* [Problem details]
Lines below containing the word "MissingMainMethod" should be copied out.

* [Data provided]
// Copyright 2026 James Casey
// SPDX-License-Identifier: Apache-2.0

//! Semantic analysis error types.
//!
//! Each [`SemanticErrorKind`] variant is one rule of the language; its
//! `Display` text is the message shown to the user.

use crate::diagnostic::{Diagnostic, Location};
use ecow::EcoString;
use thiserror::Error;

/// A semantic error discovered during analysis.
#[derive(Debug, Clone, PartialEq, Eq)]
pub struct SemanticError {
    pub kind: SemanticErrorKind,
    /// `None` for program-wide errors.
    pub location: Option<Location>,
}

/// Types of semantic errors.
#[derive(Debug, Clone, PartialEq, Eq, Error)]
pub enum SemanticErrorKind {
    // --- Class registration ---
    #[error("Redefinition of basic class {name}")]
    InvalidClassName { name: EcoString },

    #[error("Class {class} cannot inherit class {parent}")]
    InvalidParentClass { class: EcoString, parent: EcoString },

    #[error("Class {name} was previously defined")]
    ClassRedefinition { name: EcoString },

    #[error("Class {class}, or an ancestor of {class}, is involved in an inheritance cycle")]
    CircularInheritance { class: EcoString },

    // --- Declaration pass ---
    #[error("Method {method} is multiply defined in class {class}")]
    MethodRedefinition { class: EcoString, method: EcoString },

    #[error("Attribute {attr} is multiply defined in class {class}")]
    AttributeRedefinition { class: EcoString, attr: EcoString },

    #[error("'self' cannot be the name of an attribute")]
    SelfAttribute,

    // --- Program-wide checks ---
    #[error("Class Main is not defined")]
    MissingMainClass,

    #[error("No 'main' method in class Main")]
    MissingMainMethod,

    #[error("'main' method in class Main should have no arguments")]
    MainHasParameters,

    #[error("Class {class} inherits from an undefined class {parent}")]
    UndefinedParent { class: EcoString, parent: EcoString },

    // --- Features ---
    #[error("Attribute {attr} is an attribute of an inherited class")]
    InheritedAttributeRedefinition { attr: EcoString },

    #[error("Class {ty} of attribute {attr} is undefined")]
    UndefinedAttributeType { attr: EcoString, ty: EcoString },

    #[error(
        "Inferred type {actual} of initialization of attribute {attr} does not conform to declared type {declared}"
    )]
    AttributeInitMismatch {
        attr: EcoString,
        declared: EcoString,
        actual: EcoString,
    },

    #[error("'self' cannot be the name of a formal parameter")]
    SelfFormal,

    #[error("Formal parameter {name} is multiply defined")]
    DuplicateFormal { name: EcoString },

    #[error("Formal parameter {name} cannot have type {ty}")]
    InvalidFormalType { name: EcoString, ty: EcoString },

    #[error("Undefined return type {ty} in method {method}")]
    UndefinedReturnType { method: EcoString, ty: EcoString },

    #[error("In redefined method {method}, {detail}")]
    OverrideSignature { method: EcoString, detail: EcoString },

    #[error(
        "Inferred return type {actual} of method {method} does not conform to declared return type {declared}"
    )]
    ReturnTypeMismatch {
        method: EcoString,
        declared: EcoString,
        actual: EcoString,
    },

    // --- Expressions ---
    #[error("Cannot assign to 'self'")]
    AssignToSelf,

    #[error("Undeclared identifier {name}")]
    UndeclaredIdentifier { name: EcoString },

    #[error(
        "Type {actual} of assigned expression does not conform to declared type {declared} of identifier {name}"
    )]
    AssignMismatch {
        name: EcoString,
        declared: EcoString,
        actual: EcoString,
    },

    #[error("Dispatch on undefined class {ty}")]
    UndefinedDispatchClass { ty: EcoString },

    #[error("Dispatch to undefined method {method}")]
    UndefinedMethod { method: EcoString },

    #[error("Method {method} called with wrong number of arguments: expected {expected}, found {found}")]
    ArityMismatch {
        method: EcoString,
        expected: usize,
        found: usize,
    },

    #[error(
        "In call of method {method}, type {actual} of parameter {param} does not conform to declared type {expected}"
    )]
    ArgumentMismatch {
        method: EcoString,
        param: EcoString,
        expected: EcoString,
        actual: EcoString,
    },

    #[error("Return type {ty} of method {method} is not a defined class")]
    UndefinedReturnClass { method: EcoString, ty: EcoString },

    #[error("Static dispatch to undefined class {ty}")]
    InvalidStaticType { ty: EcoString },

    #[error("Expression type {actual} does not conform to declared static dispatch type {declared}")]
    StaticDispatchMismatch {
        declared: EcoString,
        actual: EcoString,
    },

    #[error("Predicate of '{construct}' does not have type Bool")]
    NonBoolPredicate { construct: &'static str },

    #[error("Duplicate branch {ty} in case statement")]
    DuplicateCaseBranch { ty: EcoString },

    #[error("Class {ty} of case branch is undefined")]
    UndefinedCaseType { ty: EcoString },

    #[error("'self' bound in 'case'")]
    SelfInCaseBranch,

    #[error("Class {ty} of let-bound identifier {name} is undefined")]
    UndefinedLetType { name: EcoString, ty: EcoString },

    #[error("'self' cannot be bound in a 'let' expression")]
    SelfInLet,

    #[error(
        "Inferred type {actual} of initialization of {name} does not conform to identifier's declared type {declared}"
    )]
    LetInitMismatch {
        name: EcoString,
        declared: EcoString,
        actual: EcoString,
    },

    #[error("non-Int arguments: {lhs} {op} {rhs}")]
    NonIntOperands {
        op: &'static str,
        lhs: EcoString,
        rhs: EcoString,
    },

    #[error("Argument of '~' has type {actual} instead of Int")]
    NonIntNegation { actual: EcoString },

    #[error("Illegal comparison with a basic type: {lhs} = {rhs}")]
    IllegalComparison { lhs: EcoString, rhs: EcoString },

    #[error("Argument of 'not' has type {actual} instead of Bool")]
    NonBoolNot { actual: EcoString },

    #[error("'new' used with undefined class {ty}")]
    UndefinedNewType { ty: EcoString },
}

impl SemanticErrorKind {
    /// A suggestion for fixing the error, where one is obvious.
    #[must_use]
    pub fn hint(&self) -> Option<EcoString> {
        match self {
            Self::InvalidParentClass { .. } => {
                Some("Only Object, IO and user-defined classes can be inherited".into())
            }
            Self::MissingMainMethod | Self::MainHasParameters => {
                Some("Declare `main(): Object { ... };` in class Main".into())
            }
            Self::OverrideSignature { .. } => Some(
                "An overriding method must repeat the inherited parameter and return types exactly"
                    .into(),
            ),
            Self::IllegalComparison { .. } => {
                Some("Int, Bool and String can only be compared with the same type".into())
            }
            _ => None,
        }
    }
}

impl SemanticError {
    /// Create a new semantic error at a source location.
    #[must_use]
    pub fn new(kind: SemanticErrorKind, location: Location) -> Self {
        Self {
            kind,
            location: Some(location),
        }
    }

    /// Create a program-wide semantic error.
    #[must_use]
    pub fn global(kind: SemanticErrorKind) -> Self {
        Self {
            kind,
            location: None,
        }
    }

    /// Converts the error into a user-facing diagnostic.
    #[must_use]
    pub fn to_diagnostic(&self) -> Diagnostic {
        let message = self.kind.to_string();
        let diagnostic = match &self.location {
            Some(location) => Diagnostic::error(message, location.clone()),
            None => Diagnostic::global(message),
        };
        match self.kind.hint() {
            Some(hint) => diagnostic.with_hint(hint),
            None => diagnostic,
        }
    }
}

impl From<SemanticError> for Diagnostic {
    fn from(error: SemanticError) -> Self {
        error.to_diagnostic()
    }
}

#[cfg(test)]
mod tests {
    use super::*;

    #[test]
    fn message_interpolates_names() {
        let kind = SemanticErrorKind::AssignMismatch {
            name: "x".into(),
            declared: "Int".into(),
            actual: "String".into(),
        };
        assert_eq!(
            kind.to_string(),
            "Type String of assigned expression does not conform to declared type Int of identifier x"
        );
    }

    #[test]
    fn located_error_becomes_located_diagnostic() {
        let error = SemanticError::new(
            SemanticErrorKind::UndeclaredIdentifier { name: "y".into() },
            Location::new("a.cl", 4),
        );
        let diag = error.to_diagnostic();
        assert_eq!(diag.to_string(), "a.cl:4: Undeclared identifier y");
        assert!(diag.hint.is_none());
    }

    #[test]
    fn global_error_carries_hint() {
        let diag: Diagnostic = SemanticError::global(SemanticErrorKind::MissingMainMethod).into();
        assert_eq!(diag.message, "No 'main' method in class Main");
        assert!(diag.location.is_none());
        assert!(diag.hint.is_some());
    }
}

--

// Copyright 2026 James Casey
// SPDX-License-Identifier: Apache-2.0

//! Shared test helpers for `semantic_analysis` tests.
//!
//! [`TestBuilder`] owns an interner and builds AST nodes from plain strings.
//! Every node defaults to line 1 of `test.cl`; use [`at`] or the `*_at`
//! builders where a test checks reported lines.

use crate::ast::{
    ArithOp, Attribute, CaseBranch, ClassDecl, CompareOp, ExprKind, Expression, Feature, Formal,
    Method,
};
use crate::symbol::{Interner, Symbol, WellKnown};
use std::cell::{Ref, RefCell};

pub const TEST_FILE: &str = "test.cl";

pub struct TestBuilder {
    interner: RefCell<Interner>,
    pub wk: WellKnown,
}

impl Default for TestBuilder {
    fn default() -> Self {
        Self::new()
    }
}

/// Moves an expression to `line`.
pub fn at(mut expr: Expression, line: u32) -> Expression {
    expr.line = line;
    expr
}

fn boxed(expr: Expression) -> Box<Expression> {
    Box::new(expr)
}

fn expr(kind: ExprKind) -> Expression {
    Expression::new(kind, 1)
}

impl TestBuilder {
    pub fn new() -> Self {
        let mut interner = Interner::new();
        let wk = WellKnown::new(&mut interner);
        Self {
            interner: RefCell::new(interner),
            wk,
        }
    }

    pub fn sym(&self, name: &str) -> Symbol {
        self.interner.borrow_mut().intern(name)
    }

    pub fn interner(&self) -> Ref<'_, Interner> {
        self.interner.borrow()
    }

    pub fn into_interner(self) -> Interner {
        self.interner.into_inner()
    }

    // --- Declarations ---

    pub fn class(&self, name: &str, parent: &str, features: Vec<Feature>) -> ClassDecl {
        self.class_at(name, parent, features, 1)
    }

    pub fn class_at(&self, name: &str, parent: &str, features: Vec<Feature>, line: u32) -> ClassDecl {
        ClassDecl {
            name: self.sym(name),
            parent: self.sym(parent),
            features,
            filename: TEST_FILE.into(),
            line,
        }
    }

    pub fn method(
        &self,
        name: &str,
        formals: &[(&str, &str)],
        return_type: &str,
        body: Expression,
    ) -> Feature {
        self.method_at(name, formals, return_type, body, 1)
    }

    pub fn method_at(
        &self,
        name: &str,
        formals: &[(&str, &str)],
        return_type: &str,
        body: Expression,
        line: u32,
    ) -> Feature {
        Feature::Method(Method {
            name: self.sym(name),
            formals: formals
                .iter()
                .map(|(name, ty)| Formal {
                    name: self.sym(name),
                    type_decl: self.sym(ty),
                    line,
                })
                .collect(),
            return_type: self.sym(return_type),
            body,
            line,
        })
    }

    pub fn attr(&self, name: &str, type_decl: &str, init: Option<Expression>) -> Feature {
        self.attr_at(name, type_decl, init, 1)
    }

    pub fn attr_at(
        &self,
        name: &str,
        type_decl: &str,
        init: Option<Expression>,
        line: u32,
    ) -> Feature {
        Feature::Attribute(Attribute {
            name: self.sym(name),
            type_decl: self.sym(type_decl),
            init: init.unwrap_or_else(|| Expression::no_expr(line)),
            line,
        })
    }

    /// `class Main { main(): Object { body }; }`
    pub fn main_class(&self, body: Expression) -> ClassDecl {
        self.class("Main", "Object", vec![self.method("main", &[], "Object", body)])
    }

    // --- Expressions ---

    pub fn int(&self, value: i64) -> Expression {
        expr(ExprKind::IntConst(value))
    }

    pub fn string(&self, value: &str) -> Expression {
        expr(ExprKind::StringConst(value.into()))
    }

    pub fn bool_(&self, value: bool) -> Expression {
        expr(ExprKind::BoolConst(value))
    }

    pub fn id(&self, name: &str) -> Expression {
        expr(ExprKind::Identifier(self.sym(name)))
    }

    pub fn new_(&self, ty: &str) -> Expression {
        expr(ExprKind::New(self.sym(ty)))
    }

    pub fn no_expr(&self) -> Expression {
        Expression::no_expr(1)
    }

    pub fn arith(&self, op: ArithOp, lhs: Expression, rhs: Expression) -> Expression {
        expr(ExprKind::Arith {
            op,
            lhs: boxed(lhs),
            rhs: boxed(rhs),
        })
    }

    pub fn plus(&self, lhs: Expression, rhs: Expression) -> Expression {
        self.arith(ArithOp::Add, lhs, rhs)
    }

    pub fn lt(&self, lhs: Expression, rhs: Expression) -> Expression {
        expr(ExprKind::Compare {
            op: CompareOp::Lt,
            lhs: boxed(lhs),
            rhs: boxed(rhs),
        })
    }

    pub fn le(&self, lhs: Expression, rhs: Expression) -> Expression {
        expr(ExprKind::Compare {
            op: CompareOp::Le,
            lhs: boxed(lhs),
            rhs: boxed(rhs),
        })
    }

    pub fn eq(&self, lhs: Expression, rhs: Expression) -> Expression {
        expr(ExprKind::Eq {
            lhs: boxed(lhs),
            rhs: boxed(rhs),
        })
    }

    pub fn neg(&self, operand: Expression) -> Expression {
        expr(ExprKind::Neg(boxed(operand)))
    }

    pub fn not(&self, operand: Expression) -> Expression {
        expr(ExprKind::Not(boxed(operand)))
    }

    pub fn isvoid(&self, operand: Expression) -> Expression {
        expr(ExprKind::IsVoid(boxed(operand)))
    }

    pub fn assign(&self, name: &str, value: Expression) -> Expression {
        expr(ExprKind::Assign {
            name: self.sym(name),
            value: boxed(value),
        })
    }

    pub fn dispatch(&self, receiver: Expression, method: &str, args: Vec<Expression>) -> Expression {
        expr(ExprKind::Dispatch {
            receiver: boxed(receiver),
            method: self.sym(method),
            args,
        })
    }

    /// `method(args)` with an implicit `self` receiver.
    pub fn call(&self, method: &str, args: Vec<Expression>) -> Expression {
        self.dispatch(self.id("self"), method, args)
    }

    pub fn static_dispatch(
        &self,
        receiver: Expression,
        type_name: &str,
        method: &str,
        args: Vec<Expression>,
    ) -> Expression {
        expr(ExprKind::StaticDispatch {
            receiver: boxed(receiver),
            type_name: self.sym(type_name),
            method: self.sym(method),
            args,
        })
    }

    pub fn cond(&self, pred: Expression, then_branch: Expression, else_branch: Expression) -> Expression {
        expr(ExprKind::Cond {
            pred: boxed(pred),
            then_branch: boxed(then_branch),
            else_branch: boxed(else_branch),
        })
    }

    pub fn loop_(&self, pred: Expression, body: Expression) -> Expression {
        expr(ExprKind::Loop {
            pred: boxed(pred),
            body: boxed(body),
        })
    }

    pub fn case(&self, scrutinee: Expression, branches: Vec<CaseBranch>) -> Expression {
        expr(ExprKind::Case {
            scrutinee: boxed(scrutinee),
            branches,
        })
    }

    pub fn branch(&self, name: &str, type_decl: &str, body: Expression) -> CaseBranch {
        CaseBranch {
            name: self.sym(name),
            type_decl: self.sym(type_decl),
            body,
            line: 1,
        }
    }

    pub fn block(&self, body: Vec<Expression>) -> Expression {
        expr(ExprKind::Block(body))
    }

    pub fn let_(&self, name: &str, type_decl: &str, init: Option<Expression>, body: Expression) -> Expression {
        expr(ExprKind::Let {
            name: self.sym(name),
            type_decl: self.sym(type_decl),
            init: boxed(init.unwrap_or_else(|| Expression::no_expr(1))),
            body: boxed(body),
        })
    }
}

* [Exercise output]
    MissingMainMethod,
            Self::MissingMainMethod | Self::MainHasParameters => {
        let diag: Diagnostic = SemanticError::global(SemanticErrorKind::MissingMainMethod).into();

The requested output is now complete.